» **Aim of the exercise**:
Each line that includes "interpolated" must be copied from the records.

» **Stored data**:
<<<<

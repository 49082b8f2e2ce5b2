//! Signal-indexing and filter-composition core for spectral preprocessing.
//!
//! Spectra are ordered `(wave number, amplitude)` samples. The `utils`
//! module provides sorted lookups, set algebra, gap filling and
//! resampling; `processing` holds the filters and their composition;
//! `selection` implements Kennard-Stone subset selection.

pub mod math;
pub mod prelude;
pub mod processing;
pub mod selection;
pub mod spectrum;
pub mod telemetry;
pub mod utils;

pub use prelude::{CombineMode, SpectrumError, SpectrumResult, Trainable, Transform};
pub use spectrum::{Spectrum, SpectrumPoint};
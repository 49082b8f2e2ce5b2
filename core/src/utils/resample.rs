use crate::math::interpolation::linear;
use crate::prelude::{SpectrumError, SpectrumResult};
use crate::spectrum::{Spectrum, SpectrumPoint};
use crate::utils::search::insertion_point;

/// Resamples `data` onto evenly spaced wave numbers.
///
/// `target_count` of `None` keeps the input length, as does a count above
/// the input length unless `allow_oversampling` is set. The first and last
/// points are copied unchanged; interior points are interpolated linearly.
/// A target that lands exactly on an input point is averaged with the
/// interpolation of its output neighbours so it does not stand out.
/// With `offset`, wave numbers are replaced by `offset + 1, offset + 2, ...`.
///
/// A target count below 2 cannot hold both endpoints, so it is treated like
/// `None` and the input comes back at full length. Inputs with a single
/// point are returned unchanged for the same reason.
pub fn resample(
    data: &Spectrum,
    target_count: Option<usize>,
    allow_oversampling: bool,
    offset: Option<u32>,
) -> SpectrumResult<Spectrum> {
    if data.is_empty() {
        return Err(SpectrumError::EmptySpectrum);
    }
    if !data.is_sorted() {
        return Err(SpectrumError::UnsortedInput);
    }

    let points = data.points();
    let len = points.len();
    let count = match target_count {
        Some(count) if allow_oversampling || count <= len => count,
        _ => len,
    };
    if len < 2 || count < 2 {
        return Ok(reindex(data.clone(), offset));
    }

    let first = points[0];
    let last = points[len - 1];
    let spacing = (last.wave_number() - first.wave_number()) / (count - 1) as f32;

    let mut output = Vec::with_capacity(count);
    let mut exact_hits = Vec::new();
    output.push(first);
    for i in 1..count - 1 {
        let wave = first.wave_number() + i as f32 * spacing;
        match insertion_point(points, wave) {
            Ok(index) => {
                exact_hits.push(output.len());
                output.push(points[index]);
            }
            Err(insertion) => {
                let right = insertion.clamp(1, len - 1);
                let left = points[right - 1];
                let right = points[right];
                let amplitude = linear(
                    wave,
                    left.wave_number(),
                    left.amplitude(),
                    right.wave_number(),
                    right.amplitude(),
                );
                output.push(SpectrumPoint::new(wave, amplitude));
            }
        }
    }
    output.push(last);

    for position in exact_hits {
        let left = output[position - 1];
        let right = output.get(position + 1).copied().unwrap_or(output[position]);
        let current = output[position];
        let interpolated = linear(
            current.wave_number(),
            left.wave_number(),
            left.amplitude(),
            right.wave_number(),
            right.amplitude(),
        );
        output[position] = current.with_amplitude((interpolated + current.amplitude()) / 2.0);
    }

    Ok(reindex(data.derive(output), offset))
}

fn reindex(spectrum: Spectrum, offset: Option<u32>) -> Spectrum {
    let Some(offset) = offset else {
        return spectrum;
    };
    let points = spectrum
        .points()
        .iter()
        .enumerate()
        .map(|(i, point)| point.with_wave_number((offset as usize + i + 1) as f32))
        .collect();
    spectrum.derive(points)
}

>>>>

» **Task answer**:
/// points are copied unchanged; interior points are interpolated linearly.
        let interpolated = linear(
        output[position] = current.with_amplitude((interpolated + current.amplitude()) / 2.0);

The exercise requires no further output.